I was referring more to some of the really petty reasons people have been using these days. It just seems that in my experience it takes so little for someone to immediately be forbidden contact.

As an example, a dear friend of mine in her 60s has only met her grandson twice as she apparently 'crossed boundaries' set by her dil by 1) asking to visit baby in hospital after birth 2)offering to stay over and help out as dil had a very difficult labour and was physically unable to get around much afterwards and 3) suggesting that maybe switching to formula would be beneficial for baby and would take the stress away from dil (worth noting that dils insistence on breastfeeding caused the baby to end up underweight before she finally relented).

She was just trying to be helpful during a stressful time and now has a grandchild she never sees and it absolutely kills her. This is the kind of stuff I think is getting out of hand.

She should have kept her opinions to herself then. As should you in your judgey little verdict.

Fivepigeons · 20/12/2023 06:47

So many people put up with abuse in the 'good old days' because of shame surrounding leaving a family unit. You are being totally unreasonable. It's a very good thing that people now talk openly about and will not put up with abusive behaviour just because 'oh its family'

Fivepigeons · 20/12/2023 06:50

And it's also a good thing that people speak up about their boundaries being trashed by entitled family members.
I have got absolutely no time for people who expect you to put up with their horrible comments and opinions just because they are related to you in some way. People need to get told. I do not care who you are.. if you continue to treat me or anyone I love with disrespect you will no longer be a part of my life.

growingonmyass · 20/12/2023 07:16

I was thinking about this the other day, because I have a relative nobody else speaks to anymore (and we all live in the same town which can be awkward)

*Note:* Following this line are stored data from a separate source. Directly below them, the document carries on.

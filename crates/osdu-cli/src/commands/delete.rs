//! `osdu delete-datasets` command implementation

use std::path::PathBuf;

use osdu_ingest::registry::{delete_records, load_items};

use super::register::print_bulk;
use super::{connect, output_path, GlobalArgs};
use crate::error::{CliError, Result};

pub const DELETE_RESULTS_FILE: &str = "delete_results.json";

pub async fn run(globals: &GlobalArgs, input: PathBuf, output: Option<PathBuf>) -> Result<()> {
    if !input.exists() {
        return Err(CliError::file_not_found(&input));
    }

    let config = globals.load_config()?;
    let client = connect(&config)?;
    let items = load_items(&input)?;

    let report = delete_records(&client, items).await;
    let output = output_path(output.as_deref(), &config, DELETE_RESULTS_FILE);
    report.write_json(&output)?;
    print_bulk("Deletion", &report, &output)
}
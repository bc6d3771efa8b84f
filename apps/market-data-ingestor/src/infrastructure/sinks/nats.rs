//! NATS JetStream event log adapter.
//!
//! The log topic is a JetStream stream of the same name. Each record is
//! published on `<topic>.<key>`, so records sharing a key land on the same
//! subject and keep their relative order. Characters that are not legal in a
//! subject token are replaced with `_`; the exact key travels in the
//! `Ingestor-Key` header.

use async_nats::jetstream::{self, stream::Stream};
use async_trait::async_trait;
use tokio::sync::OnceCell;

use crate::application::ports::{EventLog, SinkError};

/// Durable log publishing to a JetStream stream.
pub struct JetStreamLog {
    jetstream: jetstream::Context,
    topic: String,
    stream: OnceCell<Stream>,
}

impl std::fmt::Debug for JetStreamLog {
    fn fmt(&self, f: &mut std::fmt::Formatter<'_>) -> std::fmt::Result {
        f.debug_struct("JetStreamLog")
            .field("topic", &self.topic)
            .field("stream_ready", &self.stream.initialized())
            .finish_non_exhaustive()
    }
}

impl JetStreamLog {
    /// Connect to NATS at `url` and publish to `topic`.
    ///
    /// The connection is established in the background, so an unreachable
    /// server surfaces as append failures rather than a startup error.
    ///
    /// # Errors
    ///
    /// Returns an error if the URL is invalid.
    pub async fn connect(url: &str, topic: impl Into<String>) -> Result<Self, SinkError> {
        tracing::info!(url, "Connecting to NATS");
        let client = async_nats::ConnectOptions::new()
            .retry_on_initial_connect()
            .connect(url)
            .await
            .map_err(|e| SinkError::Unavailable(e.to_string()))?;

        Ok(Self {
            jetstream: jetstream::new(client),
            topic: topic.into(),
            stream: OnceCell::new(),
        })
    }

    /// Stream name and subject filter.
    #[must_use]
    pub fn topic(&self) -> &str {
        &self.topic
    }

    async fn ensure_stream(&self) -> Result<(), SinkError> {
        self.stream
            .get_or_try_init(|| async {
                tracing::info!(stream = %self.topic, "Ensuring JetStream stream exists");
                self.jetstream
                    .get_or_create_stream(jetstream::stream::Config {
                        name: self.topic.clone(),
                        subjects: vec![format!("{}.>", self.topic)],
                        storage: jetstream::stream::StorageType::File,
                        ..Default::default()
                    })
                    .await
                    .map_err(|e| SinkError::Unavailable(e.to_string()))
            })
            .await?;
        Ok(())
    }
}

/// Header carrying the unmodified record key.
pub const KEY_HEADER: &str = "Ingestor-Key";

/// Subject a record with `key` is published on.
#[must_use]
pub fn subject_for(topic: &str, key: &str) -> String {
    if key.is_empty() {
        return format!("{topic}._");
    }
    let token: String = key
        .chars()
        .map(|c| match c {
            '.' | '*' | '>' => '_',
            c if c.is_whitespace() => '_',
            c => c,
        })
        .collect();
    format!("{topic}.{token}")
}

#[async_trait]
impl EventLog for JetStreamLog {
    async fn append(&self, key: &str, value: &[u8]) -> Result<(), SinkError> {
        self.ensure_stream().await?;

        let mut headers = async_nats::HeaderMap::new();
        headers.insert(KEY_HEADER, key);

        self.jetstream
            .publish_with_headers(subject_for(&self.topic, key), headers, value.to_vec().into())
            .await
            .map_err(|e| SinkError::Log(e.to_string()))?
            .await
            .map_err(|e| SinkError::Log(e.to_string()))?;
        Ok(())
    }
}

There is no doubt in this case that the relative in question is the one at fault - over the years they caused trouble wherever they went. Everyone else got along fine, they lied/manipulated/played mind games and now they live a very lonely life (suspect also behaved the same way towards friends)

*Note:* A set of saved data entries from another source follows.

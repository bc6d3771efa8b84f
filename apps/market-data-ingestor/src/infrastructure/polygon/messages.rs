//! Polygon WebSocket Message Types
//!
//! Wire format types for the upstream venue feed.
//!
//! # Inbound
//!
//! Every text frame is a JSON array of envelopes. An envelope carries an
//! event tag and an opaque payload that is only decoded after the tag has
//! been classified:
//!
//! ```json
//! [
//!   {"ev": "A", "data": {"symbol": "AAPL", "open": 189.1, ...}},
//!   {"ev": "Q", "data": {"symbol": "O:AAPL240315C00172500", "bid": 5.5, ...}}
//! ]
//! ```
//!
//! # Outbound
//!
//! A single subscription request sent right after the handshake:
//!
//! ```json
//! {"action": "subscribe", "params": ["A.AAPL", "Q.AAPL"]}
//! ```

use serde::{Deserialize, Serialize};

/// Channel subscribed when no symbols are configured.
pub const WILDCARD_TRADE_CHANNEL: &str = "T.*";

// =============================================================================
// Event Classification
// =============================================================================

/// Closed set of event categories the feed understands.
#[derive(Debug, Clone, Copy, PartialEq, Eq, Hash)]
pub enum EventKind {
    /// Equity price aggregate (`A`).
    Aggregate,
    /// Option quote (`Q`, or `T` which carries the same payload shape).
    Quote,
    /// Any other tag. Dropped after a debug log.
    Unknown,
}

impl EventKind {
    /// Classify an envelope tag.
    #[must_use]
    pub fn classify(tag: &str) -> Self {
        match tag {
            "A" => Self::Aggregate,
            "Q" | "T" => Self::Quote,
            _ => Self::Unknown,
        }
    }

    /// Label used in logs and metrics.
    #[must_use]
    pub const fn as_str(self) -> &'static str {
        match self {
            Self::Aggregate => "aggregate",
            Self::Quote => "quote",
            Self::Unknown => "unknown",
        }
    }
}

// =============================================================================
// Inbound Envelope
// =============================================================================

/// One envelope as it appears on the wire.
#[derive(Debug, Clone, PartialEq, Serialize, Deserialize)]
pub struct RawEnvelope {
    /// Event tag (`ev`, also accepted as `event_type`).
    #[serde(rename = "ev", alias = "event_type", default)]
    pub event: String,

    /// Opaque payload.
    #[serde(default)]
    pub data: serde_json::Value,
}

/// An envelope whose tag has been classified but whose payload is still
/// undecoded.
#[derive(Debug, Clone, PartialEq)]
pub struct Envelope {
    /// Classified event category.
    pub kind: EventKind,
    /// Original tag, kept for logging unknown events.
    pub tag: String,
    /// Undecoded payload.
    pub data: serde_json::Value,
}

impl From<RawEnvelope> for Envelope {
    fn from(raw: RawEnvelope) -> Self {
        Self {
            kind: EventKind::classify(&raw.event),
            tag: raw.event,
            data: raw.data,
        }
    }
}

// =============================================================================
// Outbound Messages (Client -> Server)
// =============================================================================

/// Subscription request.
#[derive(Debug, Clone, PartialEq, Eq, Serialize)]
pub struct SubscriptionRequest {
    /// Action: "subscribe".
    pub action: &'static str,

    /// Channels, e.g. `A.AAPL`.
    pub params: Vec<String>,
}

impl SubscriptionRequest {
    /// Create a subscribe request for explicit channels.
    #[must_use]
    pub const fn subscribe(params: Vec<String>) -> Self {
        Self {
            action: "subscribe",
            params,
        }
    }

    /// Create the subscribe request for a symbol set.
    #[must_use]
    pub fn for_symbols(symbols: &[String]) -> Self {
        Self::subscribe(build_channels(symbols))
    }
}

/// Build channel names for a symbol set.
///
/// Each symbol contributes an aggregate channel and a quote channel, in input
/// order. An empty set subscribes to the wildcard trade channel instead.
#[must_use]
pub fn build_channels(symbols: &[String]) -> Vec<String> {
    if symbols.is_empty() {
        return vec![WILDCARD_TRADE_CHANNEL.to_string()];
    }

    symbols
        .iter()
        .flat_map(|symbol| [format!("A.{symbol}"), format!("Q.{symbol}")])
        .collect()
}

I regularly wonder if they regret being such an arsehole, or if they have no awareness/are mentally ill.

Doesn't really answer your question but I think many people have good reason for being NC.

shepherdsangeldelight · 20/12/2023 07:36

I think OP has polarised the discussion by making the comment about NC only being acceptable in cases of "extreme abuse". Which rather gives the impression that in cases of "minor abuse" (what on earth is this!) she would expect the relationship to continue and be "worked on".

This thread is full of posters who have suffered abuse that probably doesn't qualify as "extreme" but nonetheless will have had a significant and lasting impact on their life and their physical and mental health. I haven't seen a single example of anyone who's gone NC due to a couple of disagreements over parenting decisions. Possibly because it's laughingly unlikely that people who otherwise get on would cut contact over something so minor.

Even OP's example of "trivial" which is painted to minimise the behaviour, suggests a history that is overbearing and controlling. If even the best picture you can give of yourself is so poor, what is the reality really like?

My parents tell people we cut contact because they wouldn't buy me a pen for school. I think actually admitting that you wouldn't buy your primary aged child a piece of essential school stationery is not the "see how trivial this is" gotcha, they think it is.